Auf die Beschwerde der Anmelderin wird der Beschluß der Markenstelle für Klasse 7 vom 7. Oktober 2002 aufgehoben.

Gründe

I Beim Deutschen Patent- und Markenamt ist am 21. August 2001 folgende Markesiehe Abb. 1 am Endefür die Waren Reinigungsmittel; Putz-, Polier-, Fettentfernungs- und Schleifmittel; Seifen; Wasch- und Bleichmittel;

Spülmaschinen, einschließlich Geschirrspülmaschinen;

Dosiergeräte, einschl. Flüssig- und Pulverdosiergeräte, Messfühler für Erfassung der Temperatur, Feuchtigkeit, des Kalkgehalts, Schmutzgehalts, Waschmittelgehalts im Wasser;

Wasseraufbearbeitungsgeräte, nämlich Wasserenthärtungsapparate und -anlagen, Entsalzungsgeräte und -anlagen, Umkehrosmose-Anlagen, Laugenreinigerangemeldet worden.
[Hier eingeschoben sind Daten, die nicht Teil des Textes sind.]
//! In-process catalog repository.

use async_trait::async_trait;
use std::cmp::Ordering;
use tokio::sync::RwLock;

use crate::domain::catalog_query::{BookQuery, SortField, SortOrder};
use crate::domain::entities::{Book, BookId};
use crate::domain::repositories::BookRepository;
use crate::error::AppError;

/// Catalog held in memory, with the same filter/sort/page semantics as
/// [`super::PgBookRepository`].
#[derive(Default)]
pub struct MemoryBookRepository {
    books: RwLock<Vec<Book>>,
}

impl MemoryBookRepository {
    pub fn new(books: Vec<Book>) -> Self {
        Self {
            books: RwLock::new(books),
        }
    }

    /// Adds or replaces a book by id.
    pub async fn upsert(&self, book: Book) {
        let mut books = self.books.write().await;
        match books.iter_mut().find(|b| b.book_id == book.book_id) {
            Some(existing) => *existing = book,
            None => books.push(book),
        }
    }
}

fn compare(a: &Book, b: &Book, field: SortField, order: SortOrder) -> Ordering {
    let primary = match field {
        SortField::Title => a.title.to_lowercase().cmp(&b.title.to_lowercase()),
        SortField::Price => a.price.cmp(&b.price),
    };

    let primary = match order {
        SortOrder::Asc => primary,
        SortOrder::Desc => primary.reverse(),
    };

    primary.then_with(|| a.book_id.cmp(&b.book_id))
}

#[async_trait]
impl BookRepository for MemoryBookRepository {
    async fn list(&self, query: &BookQuery) -> Result<Vec<Book>, AppError> {
        let books = self.books.read().await;

        let mut matching: Vec<&Book> = books
            .iter()
            .filter(|book| {
                query
                    .category
                    .as_deref()
                    .is_none_or(|category| book.in_category(category))
            })
            .collect();

        matching.sort_by(|a, b| compare(a, b, query.sort_field, query.sort_order));

        let offset = usize::try_from(query.offset()).unwrap_or(usize::MAX);
        let limit = usize::try_from(query.limit()).unwrap_or(usize::MAX);

        Ok(matching
            .into_iter()
            .skip(offset)
            .take(limit)
            .cloned()
            .collect())
    }

    async fn find_by_id(&self, book_id: BookId) -> Result<Option<Book>, AppError> {
        let books = self.books.read().await;
        Ok(books.iter().find(|b| b.book_id == book_id).cloned())
    }

    async fn categories(&self) -> Result<Vec<String>, AppError> {
        let books = self.books.read().await;

        let mut categories: Vec<String> = books
            .iter()
            .map(|b| b.category.clone())
            .filter(|c| !c.is_empty())
            .collect();
        categories.sort_by(|a, b| a.to_lowercase().cmp(&b.to_lowercase()).then_with(|| a.cmp(b)));
        categories.dedup();

        Ok(categories)
    }

    async fn count(&self, category: Option<String>) -> Result<i64, AppError> {
        let books = self.books.read().await;

        let count = books
            .iter()
            .filter(|b| category.as_deref().is_none_or(|c| b.in_category(c)))
            .count();

        Ok(i64::try_from(count).unwrap_or(i64::MAX))
    }
}

#[cfg(test)]
mod tests {
    use super::*;
    use rust_decimal::Decimal;

    fn book(id: BookId, title: &str, cents: i64, category: &str) -> Book {
        Book::new(
            id,
            title.to_string(),
            "Author".to_string(),
            "Publisher".to_string(),
            format!("isbn-{id}"),
            "Classification".to_string(),
            category.to_string(),
            100,
            Decimal::new(cents, 2),
        )
    }

    fn repo() -> MemoryBookRepository {
        MemoryBookRepository::new(vec![
            book(1, "beta", 1500, "Drama"),
            book(2, "Alpha", 2500, "Fiction"),
            book(3, "Gamma", 500, "fiction"),
            book(4, "delta", 2500, "Poetry"),
        ])
    }

    #[tokio::test]
    async fn test_title_sort_ignores_case() {
        let books = repo().list(&BookQuery::new(1, 10)).await.unwrap();
        let titles: Vec<&str> = books.iter().map(|b| b.title.as_str()).collect();

        assert_eq!(titles, vec!["Alpha", "beta", "delta", "Gamma"]);
    }

    #[tokio::test]
    async fn test_price_ties_break_on_id() {
        let query = BookQuery::new(1, 10).with_sort_field(SortField::Price, SortOrder::Desc);
        let books = repo().list(&query).await.unwrap();
        let ids: Vec<BookId> = books.iter().map(|b| b.book_id).collect();

        assert_eq!(ids, vec![2, 4, 1, 3]);
    }

    #[tokio::test]
    async fn test_category_filter_ignores_case() {
        let query = BookQuery::new(1, 10).with_category(Some("FICTION"));
        let books = repo().list(&query).await.unwrap();

        assert_eq!(books.len(), 2);
        assert_eq!(repo().count(Some("Fiction".to_string())).await.unwrap(), 2);
    }

    #[tokio::test]
    async fn test_page_past_end_is_empty() {
        let books = repo().list(&BookQuery::new(3, 2)).await.unwrap();
        assert!(books.is_empty());
    }

    #[tokio::test]
    async fn test_upsert_replaces_existing() {
        let repo = repo();
        repo.upsert(book(1, "Beta revised", 1500, "Drama")).await;
        repo.upsert(book(5, "Epsilon", 100, "Drama")).await;

        assert_eq!(repo.count(None).await.unwrap(), 5);
        assert_eq!(
            repo.find_by_id(1).await.unwrap().unwrap().title,
            "Beta revised"
        );
    }

    #[tokio::test]
    async fn test_categories_are_distinct_and_sorted() {
        let categories = repo().categories().await.unwrap();
        assert_eq!(categories, vec!["Drama", "Fiction", "fiction", "Poetry"]);
    }
}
In dem amtlichen Formular wurde "Bildmarke" angekreuzt und "farbige Eintragungen mit folgenden Farben: hellblau, mittelblau, weiß".

Auf die Beanstandung der Markenstelle vom 7. November 2001 hat die Vertreterin der Anmelderin mit Schriftsatz vom 10. Dezember 2001 Stellung genommen und ausgeführt, daß eine Farbmarke, nicht eine Bildmarke, begehrt werde.

Die Markenstelle für Klasse 7 hat die Anmeldung durch Beschluß vom 7. Oktober 2002 zurückgewiesen. Sie hat ausgeführt, daß es sich um die Anmeldung einer Bildmarke handle. Die Verwendung der Farben mittelblau und hellblau zur Verpackungsgestaltung sei auf dem betroffenen Warengebiet üblich. Eine wesentliche Eigenschaft der Waren sei es, zu reinigen. Da die hier angemeldeten Farben Frische und Reinheit signalisierten, böten sie sich für die Verpackungsgestaltung von Reinigungsmitteln und Geräten an. Die angesprochenen Verkehrskreise würden daher die begehrte Marke als bloßes dekoratives Element und nicht als Hinweis auf die betriebliche Herkunft der Waren verstehen.

Gegen diese Entscheidung des Patentamtes hat die Anmelderin Beschwerde eingelegt. Sie beantragt, den angefochtenen Beschluß aufzuheben.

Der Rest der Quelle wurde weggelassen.